# drop down der extra klasse ?



## xamunrax (6. Mai 2002)

hi, 

ich will ein drop down Fenster machen wo ich aber in die erste zeile ganz normal reinschreiben kann, so ähnlich wie die Adress-leiste im explorer, nur das in den unteren zeilen nicht der text steht den ich mal geschrieben hab sondern ein definierter text ...

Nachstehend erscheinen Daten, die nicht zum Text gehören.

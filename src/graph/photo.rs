/*
 * Copyright (c) 2025 Craig Hamilton and Contributors.
 * Licensed under either of
 *  - Apache License, Version 2.0 <http://www.apache.org/licenses/LICENSE-2.0> OR
 *  - MIT license <http://opensource.org/licenses/MIT>
 *  at your option.
 */
use crate::graph::errors::GraphError;
use crate::graph::paging::{ConnectionRequest, Paging};
use crate::graph::parsers::from_graph_time;
use crate::graph::Client;
use chrono::{DateTime, FixedOffset};
use serde::{Deserialize, Serialize};
use serde_json::Value;
use strum_macros::{Display, EnumString, IntoStaticStr};

/// Fields requested when the caller does not pick any
pub const PHOTO_PUBLIC_FIELDS: &[&str] = &[
    "id",
    "album",
    "alt_text",
    "created_time",
    "from",
    "height",
    "link",
    "name",
    "picture",
    "updated_time",
    "width",
];

/// Which photos of a user to list
#[derive(Debug, Clone, Copy, PartialEq, Eq, Display, EnumString, IntoStaticStr)]
#[strum(serialize_all = "lowercase")]
pub enum PhotoType {
    Uploaded,
    Tagged,
}

/// Holds information returned from the Photo node.
///
/// See [Graph API Docs](https://developers.facebook.com/docs/graph-api/reference/photo) for more
/// details on the individual fields.
#[derive(Deserialize, Serialize, Clone, Debug)]
pub struct Photo {
    pub id: String,

    #[serde(default)]
    pub name: Option<String>,

    #[serde(default)]
    pub alt_text: Option<String>,

    #[serde(default)]
    pub link: Option<String>,

    #[serde(default)]
    pub picture: Option<String>,

    #[serde(default)]
    pub width: Option<u32>,

    #[serde(default)]
    pub height: Option<u32>,

    #[serde(default, deserialize_with = "from_graph_time")]
    pub created_time: Option<DateTime<FixedOffset>>,

    #[serde(default, deserialize_with = "from_graph_time")]
    pub updated_time: Option<DateTime<FixedOffset>>,

    #[serde(default)]
    pub album: Option<ObjectRef>,

    #[serde(default)]
    pub from: Option<ObjectRef>,
}

/// Minimal reference to another Graph object
#[derive(Deserialize, Serialize, Clone, Debug, PartialEq, Eq)]
pub struct ObjectRef {
    pub id: String,

    #[serde(default)]
    pub name: Option<String>,
}

impl Photo {
    /// Request for the photos of an object using [`PHOTO_PUBLIC_FIELDS`]
    pub fn connection(object_id: &str) -> ConnectionRequest {
        ConnectionRequest::new(object_id, "photos").fields(PHOTO_PUBLIC_FIELDS)
    }

    /// Request for a user's uploaded or tagged photos
    pub fn connection_of_type(object_id: &str, photo_type: PhotoType) -> ConnectionRequest {
        let photo_type: &'static str = photo_type.into();
        Self::connection(object_id).param("type", photo_type)
    }

    /// Returns information for the specified photo id
    pub async fn from_id(client: &Client, id: &str) -> Result<Self, GraphError> {
        client.get_object::<Photo>(id, PHOTO_PUBLIC_FIELDS).await
    }

    /// Lists photos along with the paging block of the last page read
    pub async fn list(
        client: &Client,
        request: &ConnectionRequest,
    ) -> Result<(Vec<Photo>, Paging), GraphError> {
        let (items, paging) = Self::list_json(client, request).await?;
        let photos = items
            .into_iter()
            .map(serde_json::from_value)
            .collect::<Result<Vec<Photo>, _>>()?;
        Ok((photos, paging))
    }

    /// Same as [`Photo::list`] but leaves the items as returned by the API
    pub async fn list_json(
        client: &Client,
        request: &ConnectionRequest,
    ) -> Result<(Vec<Value>, Paging), GraphError> {
        let result = client.get_full_connections(request).await?;
        Ok((result.items, result.paging))
    }
}

impl std::fmt::Display for Photo {
    fn fmt(&self, f: &mut std::fmt::Formatter) -> std::fmt::Result {
        write!(
            f,
            "name: {}, id: {}",
            self.name.as_deref().unwrap_or(""),
            self.id
        )
    }
}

so für alle die es nicht verstanden haben hier ein kleines beispiel:

<select value="bla">
<option> HIER SOLL MAN GANZ NORMAL REINSCHREIBEN </option>
<option> HIER NICHT </option>
<option> und hier auch nicht</option>
</select>

-- also zu deutsch die beiden unteren "options felder" sind schon definiert aber das erste soll eine art textfeld sein !




Thx im vorraus...

.:Ra:.


----------



## Christoph (6. Mai 2002)

utopie


----------



## Nuklearflo (6. Mai 2002)

Kann ich mich Hochi nur anschließen.
Das wird mit HTML nicht machbar sein...


----------



## Maniacy (6. Mai 2002)

*teutsch der extra klasse *g**

ääähm jo die beiden ham recht.

Du kannst in HTML nur mit den Formularen arbeiten, die du vorgegeben hast...
Leider kann man sie nich mischen.
MfG
Maniacy


----------



## SirNeo (7. Mai 2002)

So etwas ist nicht möglich wäre schön wenn doch, vielleicht kann man so etwas eher in Flash umsetzten aber bestimmt nicht mit HTML.


----------



## xxenon (9. Mai 2002)

jo, flash empfehle ich generell für ausgefallene formulare... man hat damit 1. viel mehr möglichkeiten als zb mit css und 2. schauts auch überall gleich aus und man kanns schön integrieren...

greets, xxenon

ps. ansonsten könnteste noch eben nen html-klon mit sgml schreiben, der das kann ^^


----------



## gremmlin (9. Mai 2002)

wofür brauchst du das denn?

viel. kann mans ja anders lösen...


----------